February 11 marked the first joint action of Ontario college union locals, part of OPSEU, and university faculty associations to demand fair working conditions for contract faculty.

Contract faculty (CFs) make up over half of the faculty in universities and up to 70 per cent in colleges. These workers have four-month contracts—the length of one school term, with no guarantee of future work and minimal to no benefits. Many CFs have worked under these conditions for years. They teach the same courses and must have the same qualifications as full-time unionized faculty.  

The Ontario Coalition of University Faculty (OCUFA) and a new college union-sponsored organization, Contract Faculty Forward, organized the action. Faculty, students and supporters from across the province posted and tweeted messages of support throughout the day. OCUFA held a press conference on the day at its coinciding conference on precarious post-secondary faculty.

Also, on the day, Fanshawe College and the University of Western Ontario put out a joint press release. “The status quo in the Ontario college system is erosion,” said Fanshawe OPSEU local president Darryl Bedford. “More and more students are being taught by professors who are poorly paid.” At Fanshawe , a staggering 61 per cent of all faculty are on contracts that typically cover just a single 14-week semester.

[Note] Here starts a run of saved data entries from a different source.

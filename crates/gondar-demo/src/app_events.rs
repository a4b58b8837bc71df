//! App-specific events defined by the demo host.

use gondar_core::event::{CustomEvent, UserEvent};
use gondar_core::parameter::Parameters;

/// Custom event fired when the user switches colour theme.
#[derive(Debug, Clone)]
pub struct ThemeChanged {
    parameters: Parameters,
}

impl ThemeChanged {
    /// Creates the event for a switch to `theme`.
    #[must_use]
    pub fn new(theme: &str) -> Self {
        let mut parameters = Parameters::new();
        parameters.insert("theme".to_owned(), theme.into());
        Self { parameters }
    }
}

gondar_core::impl_event!(ThemeChanged: custom);

impl CustomEvent for ThemeChanged {
    fn name(&self) -> &str {
        "theme_changed"
    }

    fn parameters(&self) -> Option<&Parameters> {
        Some(&self.parameters)
    }
}

/// User property holding the subscription plan.
#[derive(Debug, Clone)]
pub struct SubscriptionPlan(pub Option<String>);

gondar_core::impl_event!(SubscriptionPlan: user);

impl UserEvent for SubscriptionPlan {
    fn name(&self) -> &str {
        "subscription_plan"
    }

    fn value(&self) -> Option<&str> {
        self.0.as_deref()
    }
}

#[cfg(test)]
mod tests {
    use super::*;
    use gondar_core::capability::{Capability, classify};

    #[test]
    fn test_demo_events_classify_by_capability() {
        assert_eq!(
            classify(&ThemeChanged::new("dark")).capability(),
            Some(Capability::Custom)
        );
        assert_eq!(
            classify(&SubscriptionPlan(Some("pro".to_owned()))).capability(),
            Some(Capability::UserProperty)
        );
    }
}
//! Test sinks — mock `Sink` implementations for tests.

use std::sync::Mutex;

use gondar_core::delivery::{Delivery, Occurrence, UserProperty};
use gondar_core::error::SinkError;
use gondar_core::sink::Sink;

use crate::journal::CallJournal;

/// A sink that records every delivery it receives. Optionally mirrors each
/// call into a shared [`CallJournal`] as `"<id>:<name>"`.
#[derive(Debug)]
pub struct RecordingSink {
    id: &'static str,
    user_properties: bool,
    received: Mutex<Vec<Delivery>>,
    journal: Option<CallJournal>,
}

impl RecordingSink {
    /// Create a recording sink that does not accept user properties.
    #[must_use]
    pub fn new(id: &'static str) -> Self {
        Self {
            id,
            user_properties: false,
            received: Mutex::new(Vec::new()),
            journal: None,
        }
    }

    /// Create a recording sink that accepts user properties.
    #[must_use]
    pub fn with_user_properties(id: &'static str) -> Self {
        Self {
            user_properties: true,
            ..Self::new(id)
        }
    }

    /// Mirror every received call into `journal`.
    #[must_use]
    pub fn journaled(mut self, journal: &CallJournal) -> Self {
        self.journal = Some(journal.clone());
        self
    }

    /// Returns a snapshot of all deliveries received.
    ///
    /// # Panics
    ///
    /// Panics if the internal mutex is poisoned.
    pub fn received(&self) -> Vec<Delivery> {
        self.received.lock().unwrap().clone()
    }

    fn push(&self, delivery: Delivery) {
        if let Some(journal) = &self.journal {
            journal.record(format!("{}:{}", self.id, delivery.name()));
        }
        self.received.lock().unwrap().push(delivery);
    }
}

impl Sink for RecordingSink {
    fn id(&self) -> &'static str {
        self.id
    }

    fn log_occurrence(&self, occurrence: &Occurrence) -> Result<(), SinkError> {
        self.push(Delivery::Occurrence(occurrence.clone()));
        Ok(())
    }

    fn supports_user_properties(&self) -> bool {
        self.user_properties
    }

    fn set_user_property(&self, property: &UserProperty) -> Result<(), SinkError> {
        self.push(Delivery::UserProperty(property.clone()));
        Ok(())
    }
}

/// A sink that always reports itself unavailable. Useful for testing that
/// one failing sink does not block the others.
#[derive(Debug)]
pub struct FailingSink {
    id: &'static str,
}

impl FailingSink {
    /// Create a failing sink.
    #[must_use]
    pub fn new(id: &'static str) -> Self {
        Self { id }
    }
}

impl Sink for FailingSink {
    fn id(&self) -> &'static str {
        self.id
    }

    fn log_occurrence(&self, _occurrence: &Occurrence) -> Result<(), SinkError> {
        Err(SinkError::Unavailable { sink: self.id })
    }

    fn supports_user_properties(&self) -> bool {
        true
    }

    fn set_user_property(&self, _property: &UserProperty) -> Result<(), SinkError> {
        Err(SinkError::Unavailable { sink: self.id })
    }
}
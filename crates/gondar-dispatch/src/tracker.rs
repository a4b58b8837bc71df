//! Fan-out tracker.
//!
//! Each `track` call classifies the event once, routes it into a neutral
//! delivery and hands that delivery to every registered sink in
//! registration order. A failing sink is logged and skipped; the remaining
//! sinks still receive the delivery.

use std::sync::Arc;

use gondar_core::capability::{capabilities, classify};
use gondar_core::delivery::Delivery;
use gondar_core::event::Event;
use gondar_core::sink::Sink;
use gondar_core::tracker::Tracker;
use tracing::{debug, trace, warn};

/// Tracker that forwards every event to a fixed list of sinks.
///
/// The sink list is immutable once built, so a single instance can be shared
/// across threads and called concurrently without external locking.
#[derive(Debug, Clone, Default)]
pub struct FanOutTracker {
    sinks: Arc<[Arc<dyn Sink>]>,
}

impl FanOutTracker {
    /// Starts building a tracker.
    #[must_use]
    pub fn builder() -> FanOutTrackerBuilder {
        FanOutTrackerBuilder::default()
    }

    /// Identifiers of the registered sinks, in delivery order.
    #[must_use]
    pub fn sink_ids(&self) -> Vec<&'static str> {
        self.sinks.iter().map(|sink| sink.id()).collect()
    }

    fn deliver(&self, delivery: &Delivery) {
        for sink in self.sinks.iter() {
            let result = match delivery {
                Delivery::Occurrence(occurrence) => sink.log_occurrence(occurrence),
                Delivery::UserProperty(property) => {
                    if !sink.supports_user_properties() {
                        trace!(sink = sink.id(), event = %property.name, "sink skips user properties");
                        continue;
                    }
                    sink.set_user_property(property)
                }
            };
            if let Err(error) = result {
                warn!(sink = sink.id(), event = %delivery.name(), %error, "sink delivery failed");
            }
        }
    }
}

impl Tracker for FanOutTracker {
    fn track(&self, event: &dyn Event) {
        let satisfied = capabilities(event);
        let classified = classify(event);
        let capability = classified.capability();
        let delivery = Delivery::from(classified);
        debug!(
            event = %delivery.name(),
            capability = ?capability,
            capabilities = ?satisfied,
            sinks = self.sinks.len(),
            "tracking event"
        );
        self.deliver(&delivery);
    }
}

/// Builder for [`FanOutTracker`]. Sinks receive deliveries in the order they
/// are added.
#[derive(Debug, Default)]
pub struct FanOutTrackerBuilder {
    sinks: Vec<Arc<dyn Sink>>,
}

impl FanOutTrackerBuilder {
    /// Appends a sink.
    #[must_use]
    pub fn sink(mut self, sink: impl Sink + 'static) -> Self {
        self.sinks.push(Arc::new(sink));
        self
    }

    /// Appends an already shared sink.
    #[must_use]
    pub fn shared_sink(mut self, sink: Arc<dyn Sink>) -> Self {
        self.sinks.push(sink);
        self
    }

    /// Freezes the sink list.
    #[must_use]
    pub fn build(self) -> FanOutTracker {
        FanOutTracker {
            sinks: self.sinks.into(),
        }
    }
}
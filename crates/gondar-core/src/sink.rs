//! Backend sink abstraction.

use std::fmt;

use crate::delivery::{Occurrence, UserProperty};
use crate::error::SinkError;

/// A destination the tracker fans deliveries out to.
///
/// Implementations wrap one analytics backend and convert neutral payloads
/// into that backend's native call.
pub trait Sink: Send + Sync + fmt::Debug {
    /// Short identifier used in logs (e.g. `"analytics"`).
    fn id(&self) -> &'static str;

    /// Logs a discrete occurrence.
    ///
    /// # Errors
    ///
    /// Returns `SinkError` if the backend is unavailable or refuses the call.
    fn log_occurrence(&self, occurrence: &Occurrence) -> Result<(), SinkError>;

    /// Whether this sink accepts user-property updates.
    fn supports_user_properties(&self) -> bool {
        false
    }

    /// Applies a user-property update. Only called when
    /// [`supports_user_properties`](Sink::supports_user_properties) is `true`.
    ///
    /// # Errors
    ///
    /// Returns `SinkError` if the backend is unavailable or refuses the call.
    fn set_user_property(&self, _property: &UserProperty) -> Result<(), SinkError> {
        Ok(())
    }
}
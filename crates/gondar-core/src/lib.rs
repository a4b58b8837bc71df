//! Gondar Core — shared event model and dispatch abstractions.
//!
//! This crate defines the event taxonomy, parameter values, capability
//! classification, the outbound backend interfaces and the `Sink`/`Tracker`
//! seams that every other crate depends on. It talks to no analytics backend
//! itself.

pub mod backend;
pub mod capability;
pub mod delivery;
pub mod error;
pub mod event;
pub mod parameter;
pub mod sink;
pub mod tracker;
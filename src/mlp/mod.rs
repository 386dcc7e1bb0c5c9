//! Dolby TrueHD (MLP) access unit parsing.
//!
//! Access units are parsed one at a time from a caller-provided buffer
//! spanning exactly `access_unit_length` 16-bit words. The context keeps the
//! cross-unit state required by the constancy and timing rules: the last
//! major sync, per-substream restart parameters and the running output
//! sample counters.

pub mod block;
pub mod channel;
pub mod filter;
pub mod matrix;
pub mod restart_header;
pub mod substream;
pub mod sync;

use anyhow::{Result, bail};

use crate::mlp::block::{BHC_DEFAULT, ChannelParams};
use crate::mlp::matrix::MatrixParameters;
use crate::mlp::restart_header::RestartHeader;
use crate::mlp::substream::{SubstreamDirectoryEntry, read_substream_segment};
use crate::mlp::sync::{FORMAT_SYNC_PREFIX, MajorSyncInfo, MinorSync};
use crate::utils::bitstream_io::BsIoSliceReader;
use crate::utils::errors::{MlpSubstreamError, MlpSyncError};

pub const MLP_MAX_NB_SUBSTREAMS: usize = 4;
pub const MLP_MAX_NB_CHANNELS: usize = 16;

/// Base number of samples per access unit at 44.1/48 kHz.
pub const BASE_SAMPLES_PER_AU: usize = 40;

/// Maximum number of coded channels per substream index.
pub fn max_substream_channels(ss_idx: usize) -> u32 {
    [2, 6, 8, 16][ss_idx & 3]
}

/// One-shot warning flags of a TrueHD stream.
#[derive(Debug, Default)]
pub struct MlpWarningFlags {
    pub missing_eight_ch_mask: bool,
    pub restart_reserved_non_zero: bool,
}

/// Per-substream parameter state surviving across blocks and access units.
#[derive(Clone, Copy, Debug, Default)]
pub struct SubstreamState {
    pub restart_seen: bool,
    pub restart_header: RestartHeader,
    pub cur_output_timing: u16,
    pub block_header_content: u8,
    pub block_size: u16,
    pub matrix_params: MatrixParameters,
    pub matrix_changes: u8,
    pub quant_step_size: [u8; MLP_MAX_NB_CHANNELS],
    pub channel_params: [ChannelParams; MLP_MAX_NB_CHANNELS],
    pub terminator_reached: bool,
}

impl SubstreamState {
    /// Resets the decoding parameters to their restart defaults.
    pub fn apply_restart_header(&mut self, rh: RestartHeader) {
        self.restart_header = rh;
        self.restart_seen = true;
        self.cur_output_timing = rh.output_timing;
        self.block_header_content = BHC_DEFAULT;
        self.block_size = 8;
        self.matrix_params = MatrixParameters::default();
        self.quant_step_size = [0; MLP_MAX_NB_CHANNELS];
        self.channel_params = [ChannelParams::default(); MLP_MAX_NB_CHANNELS];
    }

    /// Mask of coded channels claimed by this substream.
    pub fn coded_channel_mask(&self) -> u32 {
        if !self.restart_seen {
            return 0;
        }

        let rh = &self.restart_header;
        ((1u32 << (1 + rh.max_chan - rh.min_chan)) - 1) << rh.min_chan
    }
}

/// Stream summary derived from the major sync and restart headers.
#[derive(Clone, Copy, Debug, Default)]
pub struct MlpInformations {
    pub sampling_frequency: u32,
    pub nb_channels: u32,
    pub peak_data_rate_bps: u64,
    pub atmos: bool,
    pub binaural: bool,
    pub mono: bool,
    pub matrix_surround: bool,
    pub observed_bit_depth: u8,
}

/// Summary of one parsed access unit.
#[derive(Clone, Copy, Debug)]
pub struct MlpAccessUnit {
    pub minor_sync: MinorSync,
    pub major_sync: bool,
    pub samples_per_au: usize,
}

/// Cross-unit TrueHD parsing state.
#[derive(Debug, Default)]
pub struct MlpParsingContext {
    pub major_sync: Option<MajorSyncInfo>,
    substreams: [SubstreamState; MLP_MAX_NB_SUBSTREAMS],
    pub info: MlpInformations,
    pub nb_frames: u32,
    pub terminator_reached: bool,
    warnings: MlpWarningFlags,
}

impl MlpParsingContext {
    /// Samples spanned by one access unit at the current sampling
    /// frequency.
    pub fn samples_per_au(&self) -> usize {
        self.info.sampling_frequency as usize / 44_100 * BASE_SAMPLES_PER_AU
    }

    fn update_info(&mut self, ms: &MajorSyncInfo) -> Result<()> {
        let fi = &ms.format_info;

        let eight_ch = fi.eight_ch_channel_count(ms.alternate_eight_ch_syntax());
        let six_ch = fi.six_ch_channel_count();

        self.info.sampling_frequency = ms.sampling_frequency()?;
        self.info.nb_channels = if eight_ch > 0 { eight_ch } else { six_ch };
        self.info.peak_data_rate_bps = ms.peak_data_rate_bps()?;
        self.info.atmos = ms.substream_info.sixteen_ch_presentation_present
            && ms.channel_meaning.atmos_present();

        for modifier in [
            fi.two_ch_presentation_modifier,
            fi.six_ch_presentation_modifier,
            fi.eight_ch_presentation_modifier,
        ] {
            match modifier {
                0x1 => self.info.matrix_surround = true,
                0x2 => self.info.binaural = true,
                0x3 => self.info.mono = true,
                _ => {}
            }
        }

        Ok(())
    }

    /// Parses one complete access unit. `au` must span exactly
    /// `access_unit_length` 16-bit words, minor sync included.
    pub fn parse_access_unit(&mut self, au: &[u8]) -> Result<MlpAccessUnit> {
        if au.len() < 4 {
            bail!(MlpSyncError::AccessUnitTooShort((au.len() / 2) as u16));
        }

        let (minor_sync, minor_parity) =
            MinorSync::from_bytes([au[0], au[1], au[2], au[3]])?;

        let data = &au[4..];
        let reader = &mut BsIoSliceReader::from_slice(data);

        let major_sync = data.len() >= 4
            && reader.peek_n::<u32>(32)? >> 8 == FORMAT_SYNC_PREFIX;

        if self.nb_frames == 0 && !major_sync {
            bail!(MlpSyncError::MissingMajorSync);
        }

        if major_sync {
            let ms = MajorSyncInfo::read(reader, &mut self.warnings)?;

            if ms.substreams > MLP_MAX_NB_SUBSTREAMS {
                bail!(MlpSyncError::TooManySubstreams(ms.substreams));
            }

            if let Some(reference) = &self.major_sync {
                ms.check_constant(reference)?;
            }

            self.update_info(&ms)?;
            self.major_sync = Some(ms);
        }

        let Some(major) = self.major_sync.clone() else {
            bail!(MlpSyncError::MissingMajorSync);
        };

        // Substream directory.
        let mut directory = [SubstreamDirectoryEntry::default(); MLP_MAX_NB_SUBSTREAMS];
        let mut directory_parity = 0u16;
        for entry in directory.iter_mut().take(major.substreams) {
            let (read_entry, parity) = SubstreamDirectoryEntry::read(reader)?;
            *entry = read_entry;
            directory_parity ^= parity;
        }

        let parity = minor_parity
            ^ (directory_parity >> 8) as u8
            ^ (directory_parity & 0xFF) as u8;
        if ((parity >> 4) ^ parity) & 0xF != 0xF {
            bail!(MlpSubstreamError::NibbleParity(
                ((parity >> 4) ^ parity) & 0xF
            ));
        }

        // End pointers are relative to the end of the access unit header.
        let header_words = 2 + (reader.position()? >> 4) as u16;
        if minor_sync.access_unit_length < header_words {
            bail!(MlpSubstreamError::HeaderTooLong {
                total: header_words,
                max: minor_sync.access_unit_length,
            });
        }
        let unit_end = minor_sync.access_unit_length - header_words;

        let mut previous_end_ptr = 0u16;
        for (i, entry) in directory.iter_mut().enumerate().take(major.substreams) {
            if entry.restart_nonexistent == major_sync {
                bail!(MlpSubstreamError::InvalidRestartNonexistent {
                    expected: !major_sync,
                    suffix: if major_sync { "" } else { "out" },
                });
            }

            if entry.substream_end_ptr <= previous_end_ptr {
                bail!(MlpSubstreamError::EndPtrNotMonotonic {
                    substream: i,
                    read: entry.substream_end_ptr,
                    previous: previous_end_ptr,
                });
            }

            if entry.substream_end_ptr > unit_end {
                bail!(MlpSubstreamError::EndPtrOutOfUnit {
                    substream: i,
                    read: entry.substream_end_ptr,
                    max: unit_end,
                });
            }

            entry.substream_size = entry.substream_end_ptr - previous_end_ptr;
            previous_end_ptr = entry.substream_end_ptr;
        }

        // Substream segments.
        let samples_per_au = self.samples_per_au();
        let mut terminator_signaled = false;
        let mut coded_channel_mask = 0u32;

        for (i, entry) in directory.iter().enumerate().take(major.substreams) {
            let (ss_mask, max_bits, terminator_reached) = {
                let ss = &mut self.substreams[i];
                read_substream_segment(
                    reader,
                    ss,
                    entry,
                    i,
                    samples_per_au,
                    &mut self.warnings,
                )?;
                (
                    ss.coded_channel_mask(),
                    ss.restart_header.max_bits,
                    ss.terminator_reached,
                )
            };

            if coded_channel_mask & ss_mask != 0 {
                bail!(MlpSubstreamError::OverlappingCodedChannels(i));
            }
            coded_channel_mask |= ss_mask;

            self.info.observed_bit_depth = self.info.observed_bit_depth.max(max_bits);

            if i > 0 && terminator_signaled != terminator_reached {
                bail!(MlpSubstreamError::TerminatorMismatch(i));
            }
            terminator_signaled |= terminator_reached;
        }

        self.terminator_reached = terminator_signaled;

        // EXTRA_DATA trailer.
        if reader.available()? >= 16 {
            read_extra_data(reader)?;
        }

        self.nb_frames += 1;

        Ok(MlpAccessUnit {
            minor_sync,
            major_sync,
            samples_per_au,
        })
    }
}

/// Reads the optional EXTRA_DATA trailer closing an access unit.
fn read_extra_data(reader: &mut BsIoSliceReader) -> Result<()> {
    use crate::utils::errors::MlpExtraDataError;

    let length_word: u16 = reader.get_n(16)?;

    let mut nibble = length_word ^ (length_word >> 8);
    nibble ^= nibble >> 4;
    if nibble & 0xF != 0xF {
        bail!(MlpExtraDataError::LengthParityFailed(length_word));
    }

    let length = length_word & 0xFFF;
    let data_bits = ((length as u64) << 4).saturating_sub(8);

    if data_bits + 8 > reader.available()? {
        bail!(MlpExtraDataError::TooLong {
            length,
            remaining: reader.available()?,
        });
    }

    let data_start = reader.position()?;
    let parity = 0xA9 ^ reader.parity_check(data_start, data_bits)?;
    reader.skip_n(data_bits as u32)?;

    let extra_data_parity: u8 = reader.get_n(8)?;
    if parity != extra_data_parity {
        bail!(MlpExtraDataError::ParityMismatch {
            calculated: parity,
            read: extra_data_parity,
        });
    }

    Ok(())
}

There were 33 per cent more contract faculty at Fanshawe in 2015, compared to 2006.’

Sweatshop U

Ontario colleges and universities tout themselves as progressive social leaders that promote human rights, diversity, environmental stewardship, etc. But, the conditions of the people that work in these institutions has been described as "Dickensian." “It is shocking that in 2016 that a group of workers in the Ontario public sector is essentially laid-off and rehired every four months”, said one contract faculty. “The uncertainty and fear this produces effectively silences our voices.”

Indeed, a human rights on-line training module for faculty in one college, even includes a warning against equating workers rights with "human rights."

Corporate Coup  

Bloating administration, new building projects, and private enterprise adventures are trumping the delivery of public education. A recent study of Ontario colleges found that non-teaching administration positions had increased 55 per cent in the past 10 years, at the same time as full-time faculty increased only 22 per cent.

Fanshawe recently purchased a private company for $1.6 million. Algonquin and Niagara colleges were recently forced to shut down satellites colleges in Saudi Arabia financed by Ontario student and government money. Former international students at Niagara College are launching a class-action lawsuit against the school and seeking more than $50 million in damages for false promises that they would receive necessary credentials.

As a recent article on corporate interests in universities asked: "Are our schools to be run like public institutions devoted to the public good or like businesses devoted to profit? Do students and faculty have a right to know how their schools are run, or are decisions to be treated like state secrets? As with the rest of our public services, the battle for the soul of our education—how we train and inspire young people—hangs in the balance."

Strikes and union drives

Strikes by contract faculty and teaching assistants at U ofT and York in the spring of 2015 brought the issue of precarious post-secondary employment to the mainstream. The strikes made gains and sparked new initiatives in the colleges, including Contract Faculty Forward and the February 11 day of action.

Currently part-time support workers in Ontario colleges, who work side by side with faculty, are in a union organizing drive to try to rectify this unfair situation. Hopefully the faculty will follow suit and students and faculty will keep the pressure on to push back the corporatization of post-secondary education.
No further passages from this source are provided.